== Aim of the task ==
Print out the entries, word for word.

---------- Source records ----------

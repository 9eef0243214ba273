use std::sync::Arc;

use hearth::config::{AppConfig, ConfigError};
use hearth::terminal::{self, TerminalError, TerminalObserver};
use hearth::SessionController;
use hearth_llm::RigEngine;
use hearth_storage::{SqliteKeyValueStore, StorageError};
use snafu::{ResultExt, Snafu};
use tracing_subscriber::EnvFilter;

#[derive(Debug, Snafu)]
enum StartupError {
    #[snafu(display("failed to load configuration on `{stage}`: {source}"))]
    Config {
        stage: &'static str,
        source: ConfigError,
    },
    #[snafu(display("failed to open state database {path} on `{stage}`: {source}"))]
    OpenStore {
        stage: &'static str,
        path: String,
        source: StorageError,
    },
    #[snafu(display("terminal session ended on `{stage}`: {source}"))]
    Terminal {
        stage: &'static str,
        source: TerminalError,
    },
}

#[snafu::report]
#[tokio::main]
async fn main() -> Result<(), StartupError> {
    // Logs share stderr with status lines; stdout carries only the conversation.
    tracing_subscriber::fmt()
        .with_env_filter(
            EnvFilter::try_from_default_env().unwrap_or_else(|_| EnvFilter::new("info")),
        )
        .with_writer(std::io::stderr)
        .init();

    let config = AppConfig::load().context(ConfigSnafu {
        stage: "load-app-config",
    })?;
    let database_location = config.database_location();
    let store = SqliteKeyValueStore::open(&database_location)
        .await
        .context(OpenStoreSnafu {
            stage: "open-state-store",
            path: database_location.clone(),
        })?;
    tracing::info!(
        endpoint = %config.endpoint,
        database = %database_location,
        "starting hearth"
    );

    let controller = SessionController::new(
        Arc::new(RigEngine::new(config.engine_config())),
        Arc::new(store),
        Arc::new(TerminalObserver::new()),
    );

    terminal::run(controller).await.context(TerminalSnafu {
        stage: "run-terminal",
    })
}
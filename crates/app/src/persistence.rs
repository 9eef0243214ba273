//! Glue between the session state and the key-value store.
//!
//! Writes are best-effort: a failed write is logged and dropped, and the session keeps
//! running from memory until the next successful one.

use hearth_storage::KeyValueStore;
use serde_json::Value;

use crate::chat::MessageStore;
use crate::settings::Settings;

pub const SETTINGS_KEY: &str = "localai_settings";
pub const HISTORY_KEY: &str = "localai_history";

/// Older front-ends stored the selection under shorter names.
const LEGACY_SETTINGS_KEYS: [(&str, &str); 2] = [("model", "modelId"), ("customModel", "customModelId")];

pub fn load_settings(store: &dyn KeyValueStore) -> Settings {
    let Some(raw) = read_record(store, SETTINGS_KEY) else {
        return Settings::default();
    };

    match Settings::from_persisted(&upgrade_legacy_settings(&raw)) {
        Ok(settings) => settings,
        Err(error) => {
            tracing::warn!(error = %error, "persisted settings are unreadable; using defaults");
            Settings::default()
        }
    }
}

pub fn load_history(store: &dyn KeyValueStore) -> MessageStore {
    let Some(raw) = read_record(store, HISTORY_KEY) else {
        return MessageStore::new();
    };

    match serde_json::from_str::<MessageStore>(&raw) {
        Ok(mut history) => {
            let reset = history.settle_all();
            if reset > 0 {
                tracing::warn!(reset, "cleared streaming flags left over from a previous run");
            }
            history
        }
        Err(error) => {
            tracing::warn!(error = %error, "persisted history is unreadable; starting empty");
            MessageStore::new()
        }
    }
}

pub fn save_settings(store: &dyn KeyValueStore, settings: &Settings) {
    match serde_json::to_string(settings) {
        Ok(raw) => write_record(store, SETTINGS_KEY, &raw),
        Err(error) => tracing::warn!(error = %error, "failed to serialize settings"),
    }
}

pub fn save_history(store: &dyn KeyValueStore, history: &MessageStore) {
    match serde_json::to_string(history) {
        Ok(raw) => write_record(store, HISTORY_KEY, &raw),
        Err(error) => tracing::warn!(error = %error, "failed to serialize history"),
    }
}

fn read_record(store: &dyn KeyValueStore, key: &str) -> Option<String> {
    match store.get(key) {
        Ok(record) => record,
        Err(error) => {
            tracing::warn!(key, error = %error, "failed to read persisted record");
            None
        }
    }
}

fn write_record(store: &dyn KeyValueStore, key: &str, raw: &str) {
    if let Err(error) = store.set(key, raw) {
        tracing::warn!(key, error = %error, "failed to persist record; continuing in memory");
    }
}

fn upgrade_legacy_settings(raw: &str) -> String {
    let Ok(Value::Object(mut fields)) = serde_json::from_str::<Value>(raw) else {
        return raw.to_string();
    };

    for (legacy, current) in LEGACY_SETTINGS_KEYS {
        if let Some(value) = fields.remove(legacy)
            && !fields.contains_key(current)
        {
            fields.insert(current.to_string(), value);
        }
    }

    Value::Object(fields).to_string()
}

----------

== Answer for the task ==
repository 9eef0243214ba273
use std::sync::Arc;

use hearth::config::{AppConfig, ConfigError};
use hearth::terminal::{self, TerminalError, TerminalObserver};
use hearth::SessionController;
use hearth_llm::RigEngine;
use hearth_storage::{SqliteKeyValueStore, StorageError};
use snafu::{ResultExt, Snafu};
use tracing_subscriber::EnvFilter;

#[derive(Debug, Snafu)]
enum StartupError {
    #[snafu(display("failed to load configuration on `{stage}`: {source}"))]
    Config {
        stage: &'static str,
        source: ConfigError,
    },
    #[snafu(display("failed to open state database {path} on `{stage}`: {source}"))]
    OpenStore {
        stage: &'static str,
        path: String,
        source: StorageError,
    },
    #[snafu(display("terminal session ended on `{stage}`: {source}"))]
    Terminal {
        stage: &'static str,
        source: TerminalError,
    },
}

#[snafu::report]
#[tokio::main]
async fn main() -> Result<(), StartupError> {
    // Logs share stderr with status lines; stdout carries only the conversation.
    tracing_subscriber::fmt()
        .with_env_filter(
            EnvFilter::try_from_default_env().unwrap_or_else(|_| EnvFilter::new("info")),
        )
        .with_writer(std::io::stderr)
        .init();

    let config = AppConfig::load().context(ConfigSnafu {
        stage: "load-app-config",
    })?;
    let database_location = config.database_location();
    let store = SqliteKeyValueStore::open(&database_location)
        .await
        .context(OpenStoreSnafu {
            stage: "open-state-store",
            path: database_location.clone(),
        })?;
    tracing::info!(
        endpoint = %config.endpoint,
        database = %database_location,
        "starting hearth"
    );

    let controller = SessionController::new(
        Arc::new(RigEngine::new(config.engine_config())),
        Arc::new(store),
        Arc::new(TerminalObserver::new()),
    );

    terminal::run(controller).await.context(TerminalSnafu {
        stage: "run-terminal",
    })
}
filename crates/app/src/persistence.rs
repository 9eef0243214ba273
//! Glue between the session state and the key-value store.
//!
//! Writes are best-effort: a failed write is logged and dropped, and the session keeps
//! running from memory until the next successful one.

use hearth_storage::KeyValueStore;
use serde_json::Value;

use crate::chat::MessageStore;
use crate::settings::Settings;

pub const SETTINGS_KEY: &str = "localai_settings";
pub const HISTORY_KEY: &str = "localai_history";

/// Older front-ends stored the selection under shorter names.
const LEGACY_SETTINGS_KEYS: [(&str, &str); 2] = [("model", "modelId"), ("customModel", "customModelId")];

pub fn load_settings(store: &dyn KeyValueStore) -> Settings {
    let Some(raw) = read_record(store, SETTINGS_KEY) else {
        return Settings::default();
    };

    match Settings::from_persisted(&upgrade_legacy_settings(&raw)) {
        Ok(settings) => settings,
        Err(error) => {
            tracing::warn!(error = %error, "persisted settings are unreadable; using defaults");
            Settings::default()
        }
    }
}

pub fn load_history(store: &dyn KeyValueStore) -> MessageStore {
    let Some(raw) = read_record(store, HISTORY_KEY) else {
        return MessageStore::new();
    };

    match serde_json::from_str::<MessageStore>(&raw) {
        Ok(mut history) => {
            let reset = history.settle_all();
            if reset > 0 {
                tracing::warn!(reset, "cleared streaming flags left over from a previous run");
            }
            history
        }
        Err(error) => {
            tracing::warn!(error = %error, "persisted history is unreadable; starting empty");
            MessageStore::new()
        }
    }
}

pub fn save_settings(store: &dyn KeyValueStore, settings: &Settings) {
    match serde_json::to_string(settings) {
        Ok(raw) => write_record(store, SETTINGS_KEY, &raw),
        Err(error) => tracing::warn!(error = %error, "failed to serialize settings"),
    }
}

pub fn save_history(store: &dyn KeyValueStore, history: &MessageStore) {
    match serde_json::to_string(history) {
        Ok(raw) => write_record(store, HISTORY_KEY, &raw),
        Err(error) => tracing::warn!(error = %error, "failed to serialize history"),
    }
}

fn read_record(store: &dyn KeyValueStore, key: &str) -> Option<String> {
    match store.get(key) {
        Ok(record) => record,
        Err(error) => {
            tracing::warn!(key, error = %error, "failed to read persisted record");
            None
        }
    }
}

fn write_record(store: &dyn KeyValueStore, key: &str, raw: &str) {
    if let Err(error) = store.set(key, raw) {
        tracing::warn!(key, error = %error, "failed to persist record; continuing in memory");
    }
}

fn upgrade_legacy_settings(raw: &str) -> String {
    let Ok(Value::Object(mut fields)) = serde_json::from_str::<Value>(raw) else {
        return raw.to_string();
    };

    for (legacy, current) in LEGACY_SETTINGS_KEYS {
        if let Some(value) = fields.remove(legacy)
            && !fields.contains_key(current)
        {
            fields.insert(current.to_string(), value);
        }
    }

    Value::Object(fields).to_string()
}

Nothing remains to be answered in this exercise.